What is needed
Beginning at the top of the material, repeat each line exactly, and stop once the line with "declared node order." has been written.

Data provided

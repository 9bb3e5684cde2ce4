//! Infrastructure layer for graphflow.
//!
//! Implementations of the collaborator traits defined in `graphflow-core`:
//! the reqwest-backed HTTP transport and the environment credential
//! resolver, plus the engine configuration file loader.

pub mod config;
pub mod credential;
pub mod http;
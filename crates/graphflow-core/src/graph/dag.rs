//! Workflow graph as a `petgraph` [`DiGraph`].
//!
//! Node weights are node ids. The first node with a given id owns it; later
//! duplicates are left out of the graph. Edges whose endpoints are not in the
//! graph are dropped.

use std::collections::{HashMap, HashSet};

use graphflow_types::workflow::{Edge, Node};
use petgraph::Direction;
use petgraph::graph::{DiGraph, NodeIndex};
use petgraph::visit::{Bfs, EdgeRef};

pub(crate) struct WorkflowDag<'a> {
    graph: DiGraph<&'a str, ()>,
    index: HashMap<&'a str, NodeIndex>,
}

impl<'a> WorkflowDag<'a> {
    pub(crate) fn build(
        nodes: impl IntoIterator<Item = &'a Node>,
        edges: impl IntoIterator<Item = &'a Edge>,
    ) -> Self {
        let mut graph = DiGraph::new();
        let mut index = HashMap::new();
        for node in nodes {
            index
                .entry(node.id.as_str())
                .or_insert_with(|| graph.add_node(node.id.as_str()));
        }
        for edge in edges {
            let from = index.get(edge.from_node_id.as_str());
            let to = index.get(edge.to_node_id.as_str());
            if let (Some(&from), Some(&to)) = (from, to) {
                graph.add_edge(from, to, ());
            }
        }
        Self { graph, index }
    }

    pub(crate) fn node_count(&self) -> usize {
        self.graph.node_count()
    }

    /// Node indices in declared node order.
    pub(crate) fn nodes(&self) -> impl Iterator<Item = NodeIndex> {
        self.graph.node_indices()
    }

    pub(crate) fn id(&self, node: NodeIndex) -> &'a str {
        self.graph[node]
    }

    pub(crate) fn in_degree(&self, node: NodeIndex) -> usize {
        self.graph
            .edges_directed(node, Direction::Incoming)
            .count()
    }

    /// Direct successors in edge declaration order.
    ///
    /// petgraph walks a node's edge list newest first; edge indices grow with
    /// insertion, so sorting by them restores the declared order.
    pub(crate) fn successors(&self, node: NodeIndex) -> Vec<NodeIndex> {
        let mut out: Vec<_> = self
            .graph
            .edges(node)
            .map(|edge| (edge.id(), edge.target()))
            .collect();
        out.sort_unstable_by_key(|(id, _)| *id);
        out.into_iter().map(|(_, target)| target).collect()
    }

    pub(crate) fn is_cyclic(&self) -> bool {
        petgraph::algo::is_cyclic_directed(&self.graph)
    }

    /// Ids reachable by forward traversal from `start`, `start` included.
    pub(crate) fn reachable_from(&self, start: &str) -> HashSet<&'a str> {
        let mut reachable = HashSet::new();
        let Some(&root) = self.index.get(start) else {
            return reachable;
        };
        let mut bfs = Bfs::new(&self.graph, root);
        while let Some(node) = bfs.next(&self.graph) {
            reachable.insert(self.graph[node]);
        }
        reachable
    }
}

#[cfg(test)]
mod tests {
    use super::*;

    fn ids(dag: &WorkflowDag<'_>, nodes: Vec<NodeIndex>) -> Vec<String> {
        nodes.into_iter().map(|n| dag.id(n).to_string()).collect()
    }

    #[test]
    fn test_successors_keep_edge_order() {
        let nodes = vec![
            Node::new("t", "MANUAL_TRIGGER", "Start"),
            Node::new("b", "SET", "B"),
            Node::new("a", "SET", "A"),
            Node::new("c", "SET", "C"),
        ];
        let edges = vec![Edge::new("t", "a"), Edge::new("t", "c"), Edge::new("t", "b")];
        let dag = WorkflowDag::build(&nodes, &edges);

        let root = dag.nodes().next().unwrap();
        assert_eq!(ids(&dag, dag.successors(root)), vec!["a", "c", "b"]);
    }

    #[test]
    fn test_duplicates_and_unknown_endpoints_dropped() {
        let nodes = vec![
            Node::new("a", "SET", "First"),
            Node::new("a", "SET", "Second"),
            Node::new("b", "SET", "B"),
        ];
        let edges = vec![Edge::new("a", "b"), Edge::new("b", "ghost")];
        let dag = WorkflowDag::build(&nodes, &edges);

        assert_eq!(dag.node_count(), 2);
        let b = dag.nodes().nth(1).unwrap();
        assert_eq!(dag.id(b), "b");
        assert_eq!(dag.in_degree(b), 1);
        assert!(dag.successors(b).is_empty());
        assert!(!dag.is_cyclic());
        assert_eq!(dag.reachable_from("a"), HashSet::from(["a", "b"]));
        assert!(dag.reachable_from("ghost").is_empty());
    }
}
//! CLI command definitions for the `graphflow` binary.

pub mod run;
pub mod validate;

use std::path::{Path, PathBuf};

use anyhow::{Context, Result};
use clap::{Args, Parser, Subcommand};
use graphflow_types::workflow::WorkflowGraph;
use serde_json::Value;
use uuid::Uuid;

/// Validate and run node-graph workflows.
#[derive(Parser, Debug)]
#[command(name = "graphflow", version, about, long_about = None)]
#[command(propagate_version = true)]
pub struct Cli {
    /// Output machine-readable JSON instead of styled text.
    #[arg(long, global = true)]
    pub json: bool,

    /// Detailed logs on stderr (-v info, -vv debug, -vvv trace).
    #[arg(short, long, action = clap::ArgAction::Count, global = true)]
    pub verbose: u8,

    /// Export tracing spans through OpenTelemetry (stdout exporter).
    #[arg(long, global = true, env = "GRAPHFLOW_OTEL")]
    pub otel: bool,

    #[command(subcommand)]
    pub command: Commands,
}

#[derive(Subcommand, Debug)]
pub enum Commands {
    /// Check a workflow document for cycles and structural problems.
    Validate {
        /// Path to the workflow JSON document.
        file: PathBuf,
    },

    /// Execute a workflow document in-process.
    Run(RunArgs),
}

#[derive(Args, Debug)]
pub struct RunArgs {
    /// Path to the workflow JSON document.
    pub file: PathBuf,

    /// JSON trigger payload.
    #[arg(long)]
    pub payload: Option<String>,

    /// Fail a node on its first expression error.
    #[arg(long)]
    pub strict: bool,

    /// Engine configuration file.
    #[arg(long, default_value = graphflow_infra::config::DEFAULT_CONFIG_FILE)]
    pub config: PathBuf,
}

/// Read an editor-exported workflow document. A missing `id` gets a fresh
/// UUIDv7 and a missing `name` falls back to the file stem.
pub async fn read_workflow(path: &Path) -> Result<WorkflowGraph> {
    let content = tokio::fs::read_to_string(path)
        .await
        .with_context(|| format!("Failed to read {}", path.display()))?;
    let mut doc: Value = serde_json::from_str(&content)
        .with_context(|| format!("Invalid JSON in {}", path.display()))?;

    if let Value::Object(map) = &mut doc {
        map.entry("id")
            .or_insert_with(|| Value::String(Uuid::now_v7().to_string()));
        map.entry("name").or_insert_with(|| {
            let stem = path
                .file_stem()
                .map(|s| s.to_string_lossy().into_owned())
                .unwrap_or_else(|| "workflow".to_string());
            Value::String(stem)
        });
    }

    serde_json::from_value(doc)
        .with_context(|| format!("Invalid workflow document {}", path.display()))
}

#[cfg(test)]
mod tests {
    use super::*;
    use clap::CommandFactory;

    #[test]
    fn cli_definition_is_consistent() {
        Cli::command().debug_assert();
    }

    #[test]
    fn parses_run_with_flags() {
        let cli = Cli::try_parse_from([
            "graphflow",
            "-vv",
            "--json",
            "run",
            "flow.json",
            "--payload",
            r#"{"name":"John"}"#,
            "--strict",
        ])
        .unwrap();

        assert_eq!(cli.verbose, 2);
        assert!(cli.json);
        let Commands::Run(args) = cli.command else {
            panic!("expected run command");
        };
        assert_eq!(args.file, PathBuf::from("flow.json"));
        assert_eq!(args.payload.as_deref(), Some(r#"{"name":"John"}"#));
        assert!(args.strict);
        assert_eq!(args.config, PathBuf::from("graphflow.toml"));
    }

    #[test]
    fn validate_requires_file() {
        assert!(Cli::try_parse_from(["graphflow", "validate"]).is_err());
    }

    #[tokio::test]
    async fn read_workflow_fills_id_and_name() {
        let tmp = tempfile::TempDir::new().unwrap();
        let path = tmp.path().join("orders.json");
        tokio::fs::write(
            &path,
            r#"{
                "nodes": [ { "id": "t", "type": "MANUAL_TRIGGER", "name": "Start" } ],
                "edges": []
            }"#,
        )
        .await
        .unwrap();

        let graph = read_workflow(&path).await.unwrap();
        assert_eq!(graph.name, "orders");
        assert_eq!(graph.nodes.len(), 1);
        assert!(!graph.id.is_nil());
    }

    #[tokio::test]
    async fn read_workflow_reports_the_path() {
        let tmp = tempfile::TempDir::new().unwrap();
        let missing = tmp.path().join("nope.json");
        let err = read_workflow(&missing).await.unwrap_err();
        assert!(err.to_string().contains("nope.json"));

        let bad = tmp.path().join("bad.json");
        tokio::fs::write(&bad, r#"{ "id": "not-a-uuid" }"#).await.unwrap();
        let err = read_workflow(&bad).await.unwrap_err();
        assert!(err.to_string().contains("Invalid workflow document"));
    }
}
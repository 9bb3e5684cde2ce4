//! Trigger nodes: surface the run's trigger payload as the first output.

use futures_util::future::BoxFuture;
use graphflow_types::results::TRIGGER_KEY;
use graphflow_types::workflow::NodeKind;
use serde_json::{Map, Value};

use crate::executor::{NodeContext, NodeError, NodeExecutor, NodeOutput};
use crate::expression::context::format_timestamp;

/// Shared by the manual, webhook and schedule trigger kinds.
#[derive(Debug, Clone, Copy)]
pub struct TriggerExecutor {
    kind: NodeKind,
}

impl TriggerExecutor {
    pub fn new(kind: NodeKind) -> Self {
        Self { kind }
    }

    fn mode(&self) -> &'static str {
        match self.kind {
            NodeKind::WebhookTrigger => "webhook",
            NodeKind::ScheduleTrigger => "schedule",
            _ => "manual",
        }
    }
}

impl NodeExecutor for TriggerExecutor {
    fn execute<'a>(&'a self, ctx: NodeContext<'a>) -> BoxFuture<'a, Result<NodeOutput, NodeError>> {
        Box::pin(async move {
            let payload = ctx
                .results
                .get(TRIGGER_KEY)
                .cloned()
                .unwrap_or_else(|| Value::Object(Map::new()));

            // Payload keys win over the metadata.
            let value = match payload {
                Value::Object(mut map) => {
                    map.entry("triggeredAt").or_insert_with(|| {
                        Value::String(format_timestamp(ctx.expressions.now()))
                    });
                    map.entry("mode")
                        .or_insert_with(|| Value::String(self.mode().to_string()));
                    Value::Object(map)
                }
                other => other,
            };

            tracing::debug!(node_id = ctx.node.id.as_str(), mode = self.mode(), "trigger fired");
            Ok(NodeOutput::value(value))
        })
    }
}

Solution to this problem
repository 9bb3e5684cde2ce4
//! Infrastructure layer for graphflow.
//!
//! Implementations of the collaborator traits defined in `graphflow-core`:
//! the reqwest-backed HTTP transport and the environment credential
//! resolver, plus the engine configuration file loader.

pub mod config;
pub mod credential;
pub mod http;
filename crates/graphflow-core/src/graph/dag.rs
//! Workflow graph as a `petgraph` [`DiGraph`].
//!
//! Node weights are node ids. The first node with a given id owns it; later
//! duplicates are left out of the graph. Edges whose endpoints are not in the
//! graph are dropped.

use std::collections::{HashMap, HashSet};

use graphflow_types::workflow::{Edge, Node};
use petgraph::Direction;
use petgraph::graph::{DiGraph, NodeIndex};
use petgraph::visit::{Bfs, EdgeRef};

pub(crate) struct WorkflowDag<'a> {
    graph: DiGraph<&'a str, ()>,
    index: HashMap<&'a str, NodeIndex>,
}

impl<'a> WorkflowDag<'a> {
    pub(crate) fn build(
        nodes: impl IntoIterator<Item = &'a Node>,
        edges: impl IntoIterator<Item = &'a Edge>,
    ) -> Self {
        let mut graph = DiGraph::new();
        let mut index = HashMap::new();
        for node in nodes {
            index
                .entry(node.id.as_str())
                .or_insert_with(|| graph.add_node(node.id.as_str()));
        }
        for edge in edges {
            let from = index.get(edge.from_node_id.as_str());
            let to = index.get(edge.to_node_id.as_str());
            if let (Some(&from), Some(&to)) = (from, to) {
                graph.add_edge(from, to, ());
            }
        }
        Self { graph, index }
    }

    pub(crate) fn node_count(&self) -> usize {
        self.graph.node_count()
    }

    /// Node indices in declared node order.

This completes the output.